Everyone knows that achieving a certain level of power (say, becoming President) means you get access to top-secret secrets; the kind of things that make people change their minds about the way the world works. Charles Soule and Alberto Alburquerque take this concept and run -- er, rocket -- with it, going past Earthly expectations for conflict.

And conflict there is, though we've only seen the first tease of what lies behind the curtain. Even if the last page had been empty space, the book would've been rife with tensions of the "how do we handle this?" variety, both for the astronauts and the new President. That it wasn't empty space gives us even more promising narrative paths, and I'm excited to see where Soule and Alburquerque take it.
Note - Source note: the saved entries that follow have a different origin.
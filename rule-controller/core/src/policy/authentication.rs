use super::Policy;
use crate::{Endpoint, Kind, Selector};
use serde::{Deserialize, Serialize};

/// Configures how workloads authenticate their peers.
#[derive(Clone, Debug, Default, PartialEq, Eq, Serialize, Deserialize)]
#[serde(default)]
pub struct Authentication {
    #[serde(skip_serializing_if = "String::is_empty")]
    pub name: String,
    pub spec: Option<AuthenticationSpec>,
}

#[derive(Clone, Debug, Default, PartialEq, Eq, Serialize, Deserialize)]
#[serde(default)]
pub struct AuthenticationSpec {
    pub action: String,
    #[serde(skip_serializing_if = "Vec::is_empty")]
    pub selector: Vec<Selector>,
    #[serde(rename = "PortLevel", skip_serializing_if = "Vec::is_empty")]
    pub port_level: Vec<PortLevel>,
}

/// Overrides the action for a single port.
#[derive(Clone, Debug, Default, PartialEq, Eq, Serialize, Deserialize)]
#[serde(default)]
pub struct PortLevel {
    #[serde(skip_serializing_if = "is_zero_port")]
    pub port: i32,
    #[serde(skip_serializing_if = "String::is_empty")]
    pub action: String,
}

#[derive(Debug, Serialize)]
pub struct AuthenticationToClient<'a> {
    #[serde(skip_serializing_if = "str::is_empty")]
    pub name: &'a str,
    pub spec: AuthenticationSpecToClient<'a>,
}

#[derive(Debug, Serialize)]
pub struct AuthenticationSpecToClient<'a> {
    pub action: &'a str,
    #[serde(rename = "PortLevel", skip_serializing_if = "super::is_empty_slice")]
    pub port_level: &'a [PortLevel],
}

// === impl Authentication ===

impl Policy for Authentication {
    const KIND: Kind = Kind::Authentication;

    type ToClient<'a> = AuthenticationToClient<'a>;

    /// Every selector must match the endpoint.
    fn matches(&self, endpoint: Option<&Endpoint>) -> bool {
        self.spec
            .as_ref()
            .map_or(true, |spec| spec.selector.iter().all(|s| s.matches(endpoint)))
    }

    fn to_client(&self) -> Option<AuthenticationToClient<'_>> {
        let spec = self.spec.as_ref()?;
        Some(AuthenticationToClient {
            name: &self.name,
            spec: AuthenticationSpecToClient {
                action: &spec.action,
                port_level: &spec.port_level,
            },
        })
    }
}

fn is_zero_port(port: &i32) -> bool {
    *port == 0
}

#[cfg(test)]
mod tests {
    use super::*;
    use crate::KubernetesEnv;

    fn in_namespace(ns: &str) -> Endpoint {
        Endpoint {
            id: "test".to_string(),
            kubernetes_env: Some(KubernetesEnv {
                namespace: ns.to_string(),
                ..Default::default()
            }),
            ..Default::default()
        }
    }

    fn policy(selector: Vec<Selector>) -> Authentication {
        Authentication {
            name: "test".to_string(),
            spec: Some(AuthenticationSpec {
                action: "STRICT".to_string(),
                selector,
                port_level: vec![PortLevel {
                    port: 8080,
                    action: "PERMISSIVE".to_string(),
                }],
            }),
        }
    }

    #[test]
    fn every_selector_must_match() {
        let ns = |n: &str| Selector {
            namespaces: vec![n.to_string()],
            ..Default::default()
        };
        let not_ns = |n: &str| Selector {
            not_namespaces: vec![n.to_string()],
            ..Default::default()
        };

        assert!(policy(vec![]).matches(Some(&in_namespace("a"))));
        assert!(policy(vec![ns("a"), not_ns("b")]).matches(Some(&in_namespace("a"))));
        assert!(!policy(vec![ns("a"), ns("b")]).matches(Some(&in_namespace("a"))));
        assert!(policy(vec![ns("a"), ns("b")]).matches(None));
    }

    #[test]
    fn client_shape_strips_selectors() {
        let p = policy(vec![Selector {
            namespaces: vec!["a".to_string()],
            ..Default::default()
        }]);
        let json = serde_json::to_string(&p.to_client().unwrap()).unwrap();
        assert_eq!(
            json,
            r#"{"name":"test","spec":{"action":"STRICT","PortLevel":[{"port":8080,"action":"PERMISSIVE"}]}}"#
        );

        let bare = Authentication {
            name: "bare".to_string(),
            spec: Some(AuthenticationSpec::default()),
        };
        assert_eq!(
            serde_json::to_string(&bare.to_client().unwrap()).unwrap(),
            r#"{"name":"bare","spec":{"action":""}}"#
        );
    }

    #[test]
    fn no_spec_is_never_sent() {
        assert!(Authentication::default().to_client().is_none());
    }
}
They've given us the start to a stew of human drama (on Earth and in space), human-alien relations (whether they're hostile or diplomatic), and pure survival against the vast, harsh environment of the asteroid belt, and it's fantastically unpredictable in just the right way for a first issue.

LETTER 44 was previewed at San Diego Comic-Con, but even if you picked up a copy, it's worth pulling for how polished and designed it is in final form -- Guy Major's colors take the art to a new level, and there's so much nuance and tone that's missed in a black-and-white book that wasn't designed that way.

The Bad

Politics irrespective, characters that are ultra-close analogues to real people jar my suspension of disbelief. I like fake Presidents to be, well, fake -- renumbered, rescandaled, rebranded, refaulted; not just renamed. It's done well with Blades, but not so much with Carroll, and the letter portion of the issue, minus the space bit, left something to be desired.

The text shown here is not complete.